In Summer term the practical application will commence. In June, there will be a short optional programme study visit to help students develop confidence (previously to Poland to work with other master’s students helping start-up entrepreneurs). This is followed by a combination of once a week classes, weekly visits to the project hosts, and small group supervision meetings for discussion of progress.

The module convenor will strictly monitor attendance at lectures in

Contact hours:
  Autumn Spring Summer
Lectures 8 14 10
Seminars 2
Project Supervision 2
Practicals classes and workshops 4 14
Fieldwork 20
Guided independent study 38 52 236
Total hours by term 50.00 80.00 270.00
Total hours for module 400.00

Summative Assessment Methods:
Method Percentage
Report 80
Portfolio 10
Practical skills assessment 10

Other information on summative assessment:


Task 1: Reflections on interactions with entrepreneurs: log/portfolio 

Task 2: Individual self-assessment of practical consultancy capabilities and development plan: 1000 words 

Task 3: Team Consultancy Proposal: 5000 words

Task 4: Team Client report:2500-3000 words

Task 5: Individual reflective learning and enhanced proposal report (2500-3000 words)


Formative assessment methods:

Tutor and peer feedback from student and external interactions during Autumn and Spring terms will assist students’ development of self-awareness of the capabilities needed for consultancy, which is to be self-reported in Task 1 and Task 2. 
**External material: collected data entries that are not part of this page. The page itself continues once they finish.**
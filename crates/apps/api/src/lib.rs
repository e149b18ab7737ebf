#![deny(clippy::unwrap_used)]
#![allow(clippy::missing_errors_doc, clippy::missing_panics_doc)]

pub mod api_state;
mod jobs;
mod routes;
mod server;

pub use jobs::*;
pub use routes::*;
pub use server::*;
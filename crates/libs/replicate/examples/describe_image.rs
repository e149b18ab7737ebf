use replicate::ReplicateClient;
use std::time::Duration;

#[tokio::main]
async fn main() -> Result<(), Box<dyn std::error::Error>> {
    tracing_subscriber::fmt()
        .with_env_filter(
            tracing_subscriber::EnvFilter::try_from_default_env()
                .unwrap_or_else(|_| "replicate=debug".into()),
        )
        .init();

    let token = std::env::var("REPLICATE_API_TOKEN")?;
    let version = std::env::var("ANALYSIS_VERSION")?;
    let image_url = std::env::args()
        .nth(1)
        .ok_or("usage: describe_image <image-url>")?;

    let client = ReplicateClient::with_base_url("https://api.replicate.com")
        .token(token)
        .username("example".to_string())
        .poll_interval(Duration::from_secs(1))
        .build();

    let description = client
        .describe_image(
            &version,
            &image_url,
            "Describe the person in this photo, including hair, eyes and accessories.",
        )
        .await?;
    println!("{description}");
    Ok(())
}
use inspection::ImageAnalysisRecord;
use serde::{Deserialize, Serialize};
use utoipa::ToSchema;

fn default_analysis_type() -> String {
    "person".to_string()
}

#[derive(Debug, Deserialize, ToSchema)]
pub struct AnalyzeRequest {
    /// Publicly reachable URL of the uploaded photo.
    pub image_url: String,
    /// Subject type the user picked for the model ("man", "woman", "person").
    #[serde(default = "default_analysis_type")]
    pub analysis_type: String,
}

#[derive(Debug, Serialize, ToSchema)]
pub struct AnalyzeResponse {
    pub characteristics: ImageAnalysisRecord,
    /// Warnings shown next to the photo ("Selfie", "Image is blurry", ...).
    pub issues: Vec<String>,
}
use crate::api_state::ApiContext;
use crate::create_router;
use crate::jobs::TrainingJobStore;
use app_state::AppSettings;
use color_eyre::Result;
use color_eyre::eyre::eyre;
use http::HeaderValue;
use http::header;
use inspection::ImageAnalyzer;
use replicate::ReplicateClient;
use std::net::SocketAddr;
use std::sync::Arc;
use tower_http::cors;
use tower_http::cors::CorsLayer;
use tower_http::trace::TraceLayer;
use tracing::{error, info};

pub async fn serve(settings: AppSettings) -> Result<()> {
    // --- Server Startup ---
    info!("🚀 Initializing server...");
    let provider = ReplicateClient::with_base_url(&settings.provider.base_url)
        .token(settings.secrets.api_token.clone())
        .username(settings.provider.username.clone())
        .poll_interval(settings.provider.poll_interval)
        .poll_timeout(settings.provider.poll_timeout)
        .build();
    let api_state = ApiContext {
        analyzer: Arc::new(ImageAnalyzer::new(
            provider.clone(),
            settings.provider.analysis_version.clone(),
        )),
        provider,
        jobs: TrainingJobStore::default(),
        settings: settings.clone(),
    };

    // --- CORS Configuration ---
    let allowed_origins: Vec<HeaderValue> = settings
        .api
        .allowed_origins
        .iter()
        .filter_map(|s| match s.parse() {
            Ok(hv) => Some(hv),
            Err(e) => {
                error!("Invalid CORS origin configured: {} - Error: {}", s, e);
                None
            }
        })
        .collect();

    let cors = CorsLayer::new()
        .allow_methods(cors::Any)
        .allow_origin(allowed_origins)
        .allow_headers([
            header::AUTHORIZATION,
            header::CONTENT_TYPE,
            header::ACCEPT,
            header::ORIGIN,
        ]);

    // --- Create Router ---
    let app = create_router(api_state)
        .layer(TraceLayer::new_for_http())
        .layer(cors);

    let addr: SocketAddr = format!("{}:{}", settings.api.host, settings.api.port)
        .parse()
        .map_err(|e| eyre!("Invalid address: {}", e))?;

    info!("🐸 Server listening on http://{}", addr);

    let listener = tokio::net::TcpListener::bind(addr).await?;
    axum::serve(listener, app).await?;
    Ok(())
}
Cohort supervision discussions during the observation period leading to the case study allow for knowledge sharing and peer to peer feedback

Team-based supervision discussions during the analysis of key themes from the case study.


Penalties for late submission:

Penalties for late submission on this module are in accordance with the University policy. Please refer to page 5 of the Postgraduate Guide to Assessment for further information:
Penalties for late submission on this module are in accordance with the University policy. Please refer to page 5 of the Postgraduate Guide to Assessment for further information:

Length of examination:
No examination

Requirements for a pass:

Requirement for a pass 50%. Note that it is a requirement of the award of the MSc that students pass this module.

Reassessment arrangements:

By individual submission of a new individual Task, based upon the consultancy.

Additional Costs (specified where applicable):

Reading list:

Edgar Schein. One of Schein’s text books will be the module text book but students are encouraged to locate online resources relating to Schein’s philosophy of ‘Process Consultation/ Humble Inquiry’.

Additional Costs:

Students are invited to join a study visit to Poland, which is optional, in early June.

There may be an option to choose between Poland and Moscow if the Moscow visit is agreed in time (this would be immediately after Spring term has finished).

Tuition costs and accommodation costs are paid for but travel and subsistence costs are not included.

Travel costs to project hosts for consultancy meetings will be reimbursed upon the production of receipts in expense claims to be made after the meetings have concluded (up to £100 per student).

Travel costs to a business incubator at the end of Spring Term will be reimbursed or paid in advance by the Business School.